Иными словами, в своей Нобелевской речи Хайек представляет сокращенную версию выводов для экономической политики из австрийской теории делового цикла в комбинации с его собственными размышлениями об опасностях сциентизма при рассмотрении явлений высокого уровня сложности. Его теория, разумеется, мало утешает тех, кто желает вмешиваться в экономику с целью укрощения делового цикла[112]. Хайек сознает, что его слова звучат не слишком ободряюще: «…я хотел продемонстрировать на актуальном примере следующий несомненный в моей области и, по-моему, вообще в науках о человеке вывод: то, что на поверхности выглядит как наиболее научный метод, часто оказывается самым ненаучным, и, более того, в этих областях имеются определенные пределы возможных ожиданий от науки. <…> И в самом деле, в отличие от вызываемого открытиями в физических науках радостного возбуждения, знания, которые мы получаем от изучения общества, чаще действуют угнетающе на наши устремления»[113].

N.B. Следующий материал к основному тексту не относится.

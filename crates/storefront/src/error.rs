//! Unified error handling with Sentry integration.
//!
//! Provides a unified `AppError` type that captures errors to Sentry before
//! responding to the client. All route handlers should return `Result<T, AppError>`.
//! Every error body has the shape `{ "success": false, "message": "..." }`.

use axum::{
    Json,
    http::StatusCode,
    response::{IntoResponse, Response},
};
use thiserror::Error;

use frostbites_core::ValidationError;
use frostbites_core::api::ErrorResponse;

use crate::db::RepositoryError;
use crate::services::{AuthError, TokenError};

/// Application-level error type for the storefront.
#[derive(Debug, Error)]
pub enum AppError {
    /// Database operation failed.
    #[error("Database error: {0}")]
    Database(#[from] RepositoryError),

    /// Authentication operation failed.
    #[error("Auth error: {0}")]
    Auth(#[from] AuthError),

    /// Token could not be issued.
    #[error("Token error: {0}")]
    Token(#[from] TokenError),

    /// Product form failed validation.
    #[error("Validation error: {0}")]
    Validation(#[from] ValidationError),

    /// Resource not found.
    #[error("Not found: {0}")]
    NotFound(String),

    /// Bad request from client.
    #[error("Bad request: {0}")]
    BadRequest(String),

    /// Route exists but not for this HTTP method.
    #[error("Method not allowed")]
    MethodNotAllowed,
}

impl AppError {
    fn status(&self) -> StatusCode {
        match self {
            Self::Database(RepositoryError::NotFound) | Self::NotFound(_) => StatusCode::NOT_FOUND,
            Self::Database(RepositoryError::Conflict(_)) => StatusCode::CONFLICT,
            Self::Database(_) | Self::Token(_) => StatusCode::INTERNAL_SERVER_ERROR,
            Self::Auth(err) => match err {
                AuthError::InvalidCredentials => StatusCode::UNAUTHORIZED,
                AuthError::UserAlreadyExists => StatusCode::CONFLICT,
                AuthError::WeakPassword(_)
                | AuthError::InvalidEmail(_)
                | AuthError::InvalidName(_) => StatusCode::BAD_REQUEST,
                AuthError::Repository(_) | AuthError::PasswordHash => {
                    StatusCode::INTERNAL_SERVER_ERROR
                }
            },
            Self::Validation(_) | Self::BadRequest(_) => StatusCode::BAD_REQUEST,
            Self::MethodNotAllowed => StatusCode::METHOD_NOT_ALLOWED,
        }
    }

    // Don't expose internal error details to clients
    fn public_message(&self) -> String {
        match self {
            Self::Database(RepositoryError::NotFound) => "Not found".to_string(),
            Self::Database(RepositoryError::Conflict(what)) => capitalize(what),
            Self::Database(_) | Self::Token(_) => "Internal server error".to_string(),
            Self::Auth(err) => match err {
                AuthError::InvalidCredentials => "Invalid credentials".to_string(),
                AuthError::UserAlreadyExists => {
                    "An account with this email already exists".to_string()
                }
                AuthError::WeakPassword(msg) | AuthError::InvalidName(msg) => capitalize(msg),
                AuthError::InvalidEmail(_) => "Invalid email address".to_string(),
                AuthError::Repository(_) | AuthError::PasswordHash => {
                    "Internal server error".to_string()
                }
            },
            Self::Validation(err) => err.to_string(),
            Self::MethodNotAllowed => "Method not allowed".to_string(),
            Self::NotFound(msg) | Self::BadRequest(msg) => msg.clone(),
        }
    }
}

fn capitalize(s: &str) -> String {
    let mut chars = s.chars();
    chars.next().map_or_else(String::new, |first| {
        first.to_uppercase().chain(chars).collect()
    })
}

impl IntoResponse for AppError {
    fn into_response(self) -> Response {
        let status = self.status();

        // Capture server errors to Sentry
        if status.is_server_error() {
            let event_id = sentry::capture_error(&self);
            tracing::error!(
                error = %self,
                sentry_event_id = %event_id,
                "Request error"
            );
        } else {
            tracing::debug!(error = %self, status = %status, "Request rejected");
        }

        (status, Json(ErrorResponse::new(self.public_message()))).into_response()
    }
}

/// Result type alias for `AppError`.
pub type Result<T> = std::result::Result<T, AppError>;

/// Set the Sentry user context from a user ID.
///
/// Call this after successful authentication to associate errors with users.
pub fn set_sentry_user(user_id: &impl ToString, email: Option<&str>) {
    sentry::configure_scope(|scope| {
        scope.set_user(Some(sentry::User {
            id: Some(user_id.to_string()),
            email: email.map(String::from),
            ..Default::default()
        }));
    });
}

Свою Нобелевскую речь Хайек завершает фразой, которая хорошо отображает разнообразие тем, затронутых им как в этой речи, так и в более ранних работах: «Признание непреодолимых пределов его знания должно преподать исследователю общества урок смирения, который должен предохранить его от соучастия в пагубном стремлении людей к контролю над обществом – стремлении, которое не только превращает его в тирана своих ближних, но и способно сделать его могильщиком цивилизации, которая не создавалась по замыслу какого-либо разума, а выросла из свободных усилий миллионов людей»[114]. Многим читателям эти слова покажутся излишне драматическими – но ведь они были написаны в драматические времена. Стагфляция подчеркнула трудности успешного применения наиболее «научной» макроэкономической доктрины того времени, кейнсианской политики управления спросом. Одни сочли это признаком неудачи капитализма, а другие пришли к выводу, что для объяснения функционирования экономики необходима более совершенная теория. У Хайека была такая теория, но ее выводы отличались исключительной скромностью. Об интеллектуальной честности Хайека, вероятно, лучше всего свидетельствует следующее обстоятельство: он понимал, что с его позицией мало кто согласится – приверженность сциентизму не исчезнет так легко.

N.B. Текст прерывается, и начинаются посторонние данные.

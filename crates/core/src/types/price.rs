//! Type-safe price representation using decimal arithmetic.
//!
//! All storefront prices are US dollars, stored as `NUMERIC(10, 2)` and
//! transferred as decimal strings (`"4.50"`) so no binary float ever touches
//! money.

use core::fmt;
use std::str::FromStr;

use rust_decimal::{Decimal, RoundingStrategy};
use serde::{Deserialize, Serialize};

/// Errors that can occur when parsing a [`Price`].
#[derive(thiserror::Error, Debug, Clone, PartialEq, Eq)]
pub enum PriceError {
    /// The input is not a decimal number.
    #[error("price must be a valid number")]
    NotANumber,
}

/// A price in US dollars.
#[derive(Debug, Clone, Copy, PartialEq, Eq, PartialOrd, Ord, Hash, Serialize, Deserialize)]
#[serde(transparent)]
pub struct Price(Decimal);

impl Price {
    /// Zero dollars.
    pub const ZERO: Self = Self(Decimal::ZERO);

    /// Wrap a decimal amount.
    #[must_use]
    pub const fn new(amount: Decimal) -> Self {
        Self(amount)
    }

    /// Build a price from a whole number of cents.
    #[must_use]
    pub fn from_cents(cents: i64) -> Self {
        Self(Decimal::new(cents, 2))
    }

    /// Parse a price from user input such as `"4.5"` or `" 12 "`.
    ///
    /// # Errors
    ///
    /// Returns [`PriceError::NotANumber`] if the input is not a decimal.
    pub fn parse(s: &str) -> Result<Self, PriceError> {
        Decimal::from_str(s.trim())
            .map(Self)
            .map_err(|_| PriceError::NotANumber)
    }

    /// The underlying decimal amount.
    #[must_use]
    pub const fn amount(&self) -> Decimal {
        self.0
    }

    /// Price of `quantity` units, unrounded.
    #[must_use]
    pub fn times(&self, quantity: u32) -> Decimal {
        self.0 * Decimal::from(quantity)
    }

    /// Round an amount to whole cents, halves away from zero.
    #[must_use]
    pub fn round_cents(amount: Decimal) -> Self {
        Self(amount.round_dp_with_strategy(2, RoundingStrategy::MidpointAwayFromZero))
    }

    /// Format with a dollar sign and exactly two decimals (e.g. `$4.50`).
    #[must_use]
    pub fn display(&self) -> String {
        format!("${}", Self::round_cents(self.0).to_fixed())
    }

    /// Format with exactly two decimals and no symbol (e.g. `4.50`).
    #[must_use]
    pub fn to_fixed(&self) -> String {
        let mut rounded = Self::round_cents(self.0).0;
        rounded.rescale(2);
        rounded.to_string()
    }
}

impl fmt::Display for Price {
    fn fmt(&self, f: &mut fmt::Formatter<'_>) -> fmt::Result {
        f.write_str(&self.to_fixed())
    }
}

impl FromStr for Price {
    type Err = PriceError;

    fn from_str(s: &str) -> Result<Self, Self::Err> {
        Self::parse(s)
    }
}

impl From<Decimal> for Price {
    fn from(amount: Decimal) -> Self {
        Self(amount)
    }
}

#[cfg(feature = "postgres")]
impl sqlx::Type<sqlx::Postgres> for Price {
    fn type_info() -> sqlx::postgres::PgTypeInfo {
        <Decimal as sqlx::Type<sqlx::Postgres>>::type_info()
    }

    fn compatible(ty: &sqlx::postgres::PgTypeInfo) -> bool {
        <Decimal as sqlx::Type<sqlx::Postgres>>::compatible(ty)
    }
}

#[cfg(feature = "postgres")]
impl<'r> sqlx::Decode<'r, sqlx::Postgres> for Price {
    fn decode(value: sqlx::postgres::PgValueRef<'r>) -> Result<Self, sqlx::error::BoxDynError> {
        Ok(Self(<Decimal as sqlx::Decode<sqlx::Postgres>>::decode(value)?))
    }
}

#[cfg(feature = "postgres")]
impl sqlx::Encode<'_, sqlx::Postgres> for Price {
    fn encode_by_ref(
        &self,
        buf: &mut sqlx::postgres::PgArgumentBuffer,
    ) -> Result<sqlx::encode::IsNull, sqlx::error::BoxDynError> {
        <Decimal as sqlx::Encode<sqlx::Postgres>>::encode_by_ref(&self.0, buf)
    }
}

* * *Собранные в данном томе работы представляют собой убедительную документальную картину медленной, но безостановочной эволюции взглядов Хайека на изучение сложных стихийных порядков. С этой проблемой он впервые столкнулся, когда размышлял о том, как рыночная система может координировать человеческую деятельность в мире, где знание рассеяно и субъективно. Но затем он понял, что такие порядки существуют повсеместно: их можно найти в природе, и их существование непременно нужно учитывать при объяснении возникновения многих наших самых важных социальных, культурных и экономических институтов. Сама вездесущность таких порядков влечет за собой далеко идущие последствия. Каковы свойства стихийных порядков? Как лучше всего их изучать? С какими ограничениями мы встречаемся, когда пробуем предсказать их поведение или контролировать их? А если мы ответим на эти вопросы, то каковы очередные вопросы, касающиеся организации общества? Отвечая на перечисленные вопросы, Хайек научно обосновал свои аргументы об ограниченности планирования и важности взращивания такой системы институтов, которая позволит обществам и входящим в них индивидуумам преуспевать все лучше.

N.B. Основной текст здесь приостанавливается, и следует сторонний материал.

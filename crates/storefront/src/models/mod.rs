//! Domain models for the storefront.

pub mod session;
pub mod user;

pub use session::{AuthenticatedUser, SessionClaims};
pub use user::User;
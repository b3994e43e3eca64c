//! Session token claims and the per-request identity derived from them.

use serde::{Deserialize, Serialize};

use frostbites_core::UserId;

/// Payload of a signed session token.
///
/// Never stored; decoded from the `token` header on each request.
#[derive(Debug, Clone, Copy, PartialEq, Eq, Serialize, Deserialize)]
pub struct SessionClaims {
    #[serde(rename = "user")]
    pub user_id: UserId,
    #[serde(rename = "admin")]
    pub is_admin: bool,
    /// Issued-at, seconds since the Unix epoch.
    pub iat: i64,
    /// Expiry, seconds since the Unix epoch.
    pub exp: i64,
}

/// Identity attached to a request after its token has been verified.
#[derive(Debug, Clone, Copy, PartialEq, Eq)]
pub struct AuthenticatedUser {
    pub user_id: UserId,
    pub is_admin: bool,
}

impl From<SessionClaims> for AuthenticatedUser {
    fn from(claims: SessionClaims) -> Self {
        Self {
            user_id: claims.user_id,
            is_admin: claims.is_admin,
        }
    }
}
//! Catalog products and the admin product form.

use serde::{Deserialize, Deserializer, Serialize};

use super::id::ProductId;
use super::price::Price;

/// A product as stored in the catalog and returned by the API.
///
/// Field names match the JSON the client renders from.
#[derive(Debug, Clone, PartialEq, Eq, Serialize, Deserialize)]
#[cfg_attr(feature = "postgres", derive(sqlx::FromRow))]
pub struct Product {
    pub product_id: ProductId,
    pub product_name: String,
    pub product_price: Price,
    pub product_img: String,
}

/// Form-level validation failures for a [`ProductDraft`].
#[derive(thiserror::Error, Debug, Clone, PartialEq, Eq)]
pub enum ValidationError {
    #[error("{field} is required")]
    Required { field: &'static str },

    #[error("Url must be at least {min} chars")]
    ImageUrlTooShort { min: usize },

    #[error("Url must be less than {max} chars")]
    ImageUrlTooLong { max: usize },

    #[error("Name must be at least {min} chars")]
    NameTooShort { min: usize },

    #[error("Name must be less than {max} chars")]
    NameTooLong { max: usize },

    #[error("Price must be a valid number")]
    PriceNotANumber,

    #[error("Price must be greater than zero")]
    PriceNotPositive,

    #[error("Price must be less than {}", .max.to_fixed())]
    PriceTooHigh { max: Price },
}

impl ValidationError {
    /// The form field the error belongs to.
    #[must_use]
    pub const fn field(&self) -> &'static str {
        match self {
            Self::Required { field } => *field,
            Self::ImageUrlTooShort { .. } | Self::ImageUrlTooLong { .. } => "imageUrl",
            Self::NameTooShort { .. } | Self::NameTooLong { .. } => "name",
            Self::PriceNotANumber | Self::PriceNotPositive | Self::PriceTooHigh { .. } => "price",
        }
    }
}

/// Raw values of the create/edit product form, as typed by an admin.
///
/// `price` stays a string until [`ProductDraft::validate`] so that a
/// non-numeric entry is reported as a validation error instead of a
/// deserialization failure.
#[derive(Debug, Clone, Default, PartialEq, Eq, Serialize, Deserialize)]
#[serde(rename_all = "camelCase")]
pub struct ProductDraft {
    pub image_url: String,
    pub name: String,
    #[serde(deserialize_with = "string_or_number")]
    pub price: String,
}

/// A draft that passed validation.
#[derive(Debug, Clone, PartialEq, Eq)]
pub struct NewProduct {
    pub image_url: String,
    pub name: String,
    pub price: Price,
}

impl ProductDraft {
    pub const IMAGE_URL_MIN: usize = 10;
    pub const IMAGE_URL_MAX: usize = 200;
    pub const NAME_MIN: usize = 4;
    pub const NAME_MAX: usize = 50;

    /// Highest price the catalog accepts, in cents.
    const PRICE_MAX_CENTS: i64 = 20_000;

    /// Build a draft from form values.
    #[must_use]
    pub fn new(image_url: impl Into<String>, name: impl Into<String>, price: impl Into<String>) -> Self {
        Self {
            image_url: image_url.into(),
            name: name.into(),
            price: price.into(),
        }
    }

    /// Whether every field has some input (the submit button is disabled otherwise).
    #[must_use]
    pub fn is_complete(&self) -> bool {
        !self.image_url.trim().is_empty()
            && !self.name.trim().is_empty()
            && !self.price.trim().is_empty()
    }

    /// Validate the draft, reporting the first failing field in form order.
    ///
    /// # Errors
    ///
    /// Returns the first [`ValidationError`] found.
    pub fn validate(&self) -> Result<NewProduct, ValidationError> {
        let image_url = self.image_url.trim();
        let name = self.name.trim();
        let price = self.price.trim();

        if image_url.is_empty() {
            return Err(ValidationError::Required { field: "imageUrl" });
        }
        let url_len = image_url.chars().count();
        if url_len < Self::IMAGE_URL_MIN {
            return Err(ValidationError::ImageUrlTooShort {
                min: Self::IMAGE_URL_MIN,
            });
        }
        if url_len > Self::IMAGE_URL_MAX {
            return Err(ValidationError::ImageUrlTooLong {
                max: Self::IMAGE_URL_MAX,
            });
        }

        if name.is_empty() {
            return Err(ValidationError::Required { field: "name" });
        }
        let name_len = name.chars().count();
        if name_len < Self::NAME_MIN {
            return Err(ValidationError::NameTooShort {
                min: Self::NAME_MIN,
            });
        }
        if name_len > Self::NAME_MAX {
            return Err(ValidationError::NameTooLong {
                max: Self::NAME_MAX,
            });
        }

        if price.is_empty() {
            return Err(ValidationError::Required { field: "price" });
        }
        let price = Price::parse(price).map_err(|_| ValidationError::PriceNotANumber)?;
        if price <= Price::ZERO {
            return Err(ValidationError::PriceNotPositive);
        }
        let max = Price::from_cents(Self::PRICE_MAX_CENTS);
        if price > max {
            return Err(ValidationError::PriceTooHigh { max });
        }

        Ok(NewProduct {
            image_url: image_url.to_owned(),
            name: name.to_owned(),
            price,
        })
    }
}

/// Accept `"4.50"` as well as `4.5` for a string field.
fn string_or_number<'de, D>(deserializer: D) -> Result<String, D::Error>
where
    D: Deserializer<'de>,
{
    match serde_json::Value::deserialize(deserializer)? {
        serde_json::Value::String(s) => Ok(s),
        serde_json::Value::Number(n) => Ok(n.to_string()),
        other => Err(serde::de::Error::custom(format!(
            "expected a string or number, got {other}"
        ))),
    }
}

#[cfg(test)]
#[allow(clippy::unwrap_used)]
mod tests {
    use super::*;

    fn draft(url: &str, name: &str, price: &str) -> ProductDraft {
        ProductDraft::new(url, name, price)
    }

    const URL: &str = "https://cdn.frostbites.co/mint.jpg";

    #[test]
    fn test_valid_draft() {
        let product = draft(URL, " Mint Chip ", "4.5").validate().unwrap();
        assert_eq!(product.name, "Mint Chip");
        assert_eq!(product.price, Price::from_cents(450));
    }

    #[test]
    fn test_field_lengths() {
        assert_eq!(
            draft("http://x", "Mint", "1").validate(),
            Err(ValidationError::ImageUrlTooShort { min: 10 })
        );
        assert_eq!(
            draft(&"u".repeat(201), "Mint", "1").validate(),
            Err(ValidationError::ImageUrlTooLong { max: 200 })
        );
        assert_eq!(
            draft(URL, "Ube", "1").validate(),
            Err(ValidationError::NameTooShort { min: 4 })
        );
        assert_eq!(
            draft(URL, &"n".repeat(51), "1").validate(),
            Err(ValidationError::NameTooLong { max: 50 })
        );
    }

    #[test]
    fn test_price_rules() {
        assert_eq!(
            draft(URL, "Mint", "free").validate(),
            Err(ValidationError::PriceNotANumber)
        );
        assert_eq!(
            draft(URL, "Mint", "0").validate(),
            Err(ValidationError::PriceNotPositive)
        );
        assert_eq!(
            draft(URL, "Mint", "-2").validate(),
            Err(ValidationError::PriceNotPositive)
        );
        assert!(draft(URL, "Mint", "200").validate().is_ok());

        let err = draft(URL, "Mint", "200.01").validate().unwrap_err();
        assert_eq!(err.to_string(), "Price must be less than 200.00");
        assert_eq!(err.field(), "price");
    }

    #[test]
    fn test_required_fields_and_completeness() {
        let empty = ProductDraft::default();
        assert!(!empty.is_complete());
        assert_eq!(
            empty.validate(),
            Err(ValidationError::Required { field: "imageUrl" })
        );
        assert_eq!(
            draft(URL, "  ", "1").validate(),
            Err(ValidationError::Required { field: "name" })
        );
    }

    #[test]
    fn test_deserialize_camel_case_with_numeric_price() {
        let json = r#"{"imageUrl":"https://cdn.frostbites.co/a.jpg","name":"Vanilla","price":3.5}"#;
        let parsed: ProductDraft = serde_json::from_str(json).unwrap();
        assert_eq!(parsed.price, "3.5");
        assert_eq!(parsed.image_url, "https://cdn.frostbites.co/a.jpg");
    }

    #[test]
    fn test_product_json_shape() {
        let product = Product {
            product_id: ProductId::new(1),
            product_name: "Vanilla".to_string(),
            product_price: Price::from_cents(350),
            product_img: "https://cdn.frostbites.co/v.jpg".to_string(),
        };
        let value = serde_json::to_value(&product).unwrap();
        assert_eq!(value["product_id"], 1);
        assert_eq!(value["product_price"], "3.50");
    }
}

«Лучше, чтобы человек тиранил свой банковский счет, чем своих сограждан». См.: J. M. Keynes, The General Theory of Employment, Interest, and Money (London: Macmillan, 1936), p. 374 <ср.: Кейнс Дж. М. Общая теория занятости, процента и денег. Избранное. М.: Эксмо, 2007. С. 334>.
Настоящий том имеет название «Рынок и другие порядки». Оно призвано отразить движение мысли Хайека: он начал с рыночного порядка, а затем осознал существование порядков во многих других областях. Оно также перекликается с названием сборника Хайека 1948 г. «Индивидуализм и экономический порядок», где впервые были собраны некоторые его ранние работы. Нет сомнения, что главы настоящего тома являются одними из самых важных работ Хайека и, если мне будет позволено закончить личным признанием, принадлежат к числу моих фаворитов.
Брюс Колдуэлл
Дарэм, Северная Каролина,
ноябрь 2012 г.
Рынок и другие порядки
Пролог: виды рационализма[115]
IПроводя критический анализ ряда господствующих сегодня верований, мне порой приходилось делать трудный выбор. Часто случается, что вполне специфические требования обозначаются замечательно хорошим словом, которое в более общем значении обозначает весьма желательную и одобряемую в целом деятельность. Мне приходится противостоять специфическим требованиям, которые зачастую есть результаты веры в то, что если некоторая установка является в общем случае благотворной, то она должна быть таковой во всех применениях. Это создает определенные трудности для критики современных убеждений, и впервые я с ними столкнулся в связи со словом «планирование»[116]. То обстоятельство, что, собираясь что-либо сделать, нужно подумать, тот факт, что разумное упорядочивание собственной жизни требует наличия ясных представления о наших целях, кажется настолько очевидным, что трудно поверить, чтобы требование планирования могло оказаться ложным. В частности, вся хозяйственная деятельность представляет собой планирование решений об использовании ресурсов во всех возможных конкурирующих применениях. Поэтому для экономиста совершенно нелепо противостоять «планированию» в самом общем смысле этого слова.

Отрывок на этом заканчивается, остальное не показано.